This project builds a short-horizon alpha model using limit order book (LOB) and trade data.
The goal is to predict next-second mid-price movements in a high-frequency setting using market microstructure features.
The modelling approach is split into two stages:
- Move model: predicts whether the mid-price will change
- Sign model: predicts direction conditional on a move
These are combined into a final trading signal and evaluated through a simple backtest.
Data is sourced from the Binance exchange for the BTCUSDT trading pair.
- Order book snapshots (top 100 levels)
- Recent trades (~1000 per snapshot)
- Sampling frequency: ~1 second
Trades and order book data are aligned using a backward time join:
- Each trade is matched to the most recent past order book snapshot
- This ensures no forward-looking information is used
Timestamps are adjusted to account for observed latency.

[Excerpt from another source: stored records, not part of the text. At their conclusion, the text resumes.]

//! HTTP-facing error taxonomy.
//!
//! Every error the framework reports to a client is one of the kinds below.
//! Responses follow the problem-details convention: a JSON body of
//! `{ type, title, status, detail, currentETag? }` where `type` is a
//! URL-like tag under `/__concave/problems/`.

use actix_web::{http::StatusCode, HttpResponse, ResponseError};
use serde::Serialize;
use thiserror::Error;

use crate::storage::StorageError;

#[derive(Error, Debug)]
pub enum ApiError {
    #[error("Validation failed: {0}")]
    Validation(String),

    #[error("Failed to parse filter near `{0}`")]
    FilterParse(String),

    #[error("Authentication required")]
    Unauthenticated,

    #[error("Access denied")]
    Forbidden,

    #[error("Resource not found")]
    NotFound,

    #[error("Precondition failed")]
    PreconditionFailed { current_etag: String },

    #[error("Not modified")]
    NotModified,

    #[error("Conflict: {0}")]
    Conflict(String),

    #[error("Request exceeds the configured limit: {0}")]
    TooLarge(String),

    #[error("Storage temporarily unavailable: {0}")]
    Unavailable(String),

    #[error("Request timed out")]
    GatewayTimeout,

    #[error("Internal error: {0}")]
    Internal(String),
}

impl ApiError {
    fn slug(&self) -> &'static str {
        match self {
            ApiError::Validation(_) => "validation",
            ApiError::FilterParse(_) => "filter-parse",
            ApiError::Unauthenticated => "unauthenticated",
            ApiError::Forbidden => "forbidden",
            ApiError::NotFound => "not-found",
            ApiError::PreconditionFailed { .. } => "precondition-failed",
            ApiError::NotModified => "not-modified",
            ApiError::Conflict(_) => "conflict",
            ApiError::TooLarge(_) => "too-large",
            ApiError::Unavailable(_) => "unavailable",
            ApiError::GatewayTimeout => "gateway-timeout",
            ApiError::Internal(_) => "internal",
        }
    }

    fn title(&self) -> &'static str {
        match self {
            ApiError::Validation(_) => "Validation failed",
            ApiError::FilterParse(_) => "Malformed filter expression",
            ApiError::Unauthenticated => "Authentication required",
            ApiError::Forbidden => "Access denied",
            ApiError::NotFound => "Resource not found",
            ApiError::PreconditionFailed { .. } => "Precondition failed",
            ApiError::NotModified => "Not modified",
            ApiError::Conflict(_) => "Conflict",
            ApiError::TooLarge(_) => "Request too large",
            ApiError::Unavailable(_) => "Service unavailable",
            ApiError::GatewayTimeout => "Gateway timeout",
            ApiError::Internal(_) => "Internal server error",
        }
    }
}

#[derive(Serialize)]
struct ProblemBody<'a> {
    #[serde(rename = "type")]
    type_tag: String,
    title: &'a str,
    status: u16,
    #[serde(skip_serializing_if = "Option::is_none")]
    detail: Option<String>,
    #[serde(rename = "currentETag", skip_serializing_if = "Option::is_none")]
    current_etag: Option<&'a str>,
}

impl ApiError {
    /// The problem-details document for this error. Shared between the
    /// HTTP rendering and the idempotency write-through (4xx responses are
    /// cached too).
    pub fn problem_json(&self) -> serde_json::Value {
        let detail = match self {
            ApiError::Validation(d)
            | ApiError::Conflict(d)
            | ApiError::TooLarge(d)
            | ApiError::Unavailable(d) => Some(d.clone()),
            ApiError::FilterParse(snippet) => Some(format!("near `{snippet}`")),
            // Programmer errors keep their detail out of the response body.
            _ => None,
        };
        let current_etag = match self {
            ApiError::PreconditionFailed { current_etag } => Some(current_etag.as_str()),
            _ => None,
        };
        let body = ProblemBody {
            type_tag: format!("/__concave/problems/{}", self.slug()),
            title: self.title(),
            status: self.status_code().as_u16(),
            detail,
            current_etag,
        };
        serde_json::to_value(body).unwrap_or_else(|_| serde_json::json!({}))
    }
}

impl ResponseError for ApiError {
    fn status_code(&self) -> StatusCode {
        match self {
            ApiError::Validation(_) | ApiError::FilterParse(_) | ApiError::TooLarge(_) => {
                StatusCode::BAD_REQUEST
            }
            ApiError::Unauthenticated => StatusCode::UNAUTHORIZED,
            ApiError::Forbidden => StatusCode::FORBIDDEN,
            ApiError::NotFound => StatusCode::NOT_FOUND,
            ApiError::PreconditionFailed { .. } => StatusCode::PRECONDITION_FAILED,
            ApiError::NotModified => StatusCode::NOT_MODIFIED,
            ApiError::Conflict(_) => StatusCode::CONFLICT,
            ApiError::Unavailable(_) => StatusCode::SERVICE_UNAVAILABLE,
            ApiError::GatewayTimeout => StatusCode::GATEWAY_TIMEOUT,
            ApiError::Internal(_) => StatusCode::INTERNAL_SERVER_ERROR,
        }
    }

    fn error_response(&self) -> HttpResponse {
        if matches!(self, ApiError::NotModified) {
            return HttpResponse::NotModified().finish();
        }
        HttpResponse::build(self.status_code()).json(self.problem_json())
    }
}

impl From<StorageError> for ApiError {
    fn from(value: StorageError) -> Self {
        match value {
            StorageError::NotFound(_, _) => ApiError::NotFound,
            StorageError::DuplicateEntry(entity, id) => {
                ApiError::Conflict(format!("{entity} with id `{id}` already exists"))
            }
            // The pipeline intercepts this variant to attach the winner's
            // ETag; the bare mapping is the fallback.
            StorageError::PreconditionFailed { .. } => {
                ApiError::PreconditionFailed { current_etag: String::new() }
            }
            StorageError::UnknownColumn(col) => {
                ApiError::FilterParse(format!("unknown column `{col}`"))
            }
            StorageError::Unsupported(msg) => ApiError::Validation(msg),
            StorageError::Unexpected(msg) => ApiError::Unavailable(msg),
        }
    }
}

Features are constructed from both the order book and trade flow. (some of these are listed below)
- Mid-price
- Bid–ask spread
- Relative spread
- Volume imbalance at multiple depths (levels 1, 5, 10)
- Depth ratios
- Total bid/ask volume
- Total book volume
- Volume concentration
- Trade count
- Buy/sell volume
- Trade size statistics (mean, max, std)
- Volume imbalance
- Log returns (multiple horizons)
- Rolling volatility
- Realised volatility
Heavy-tailed features are transformed using signed log scaling where appropriate.
Two prediction targets are defined:
-
Move Binary variable indicating whether the mid-price changes in the next second
-
Sign Direction of the price change (conditional on a move)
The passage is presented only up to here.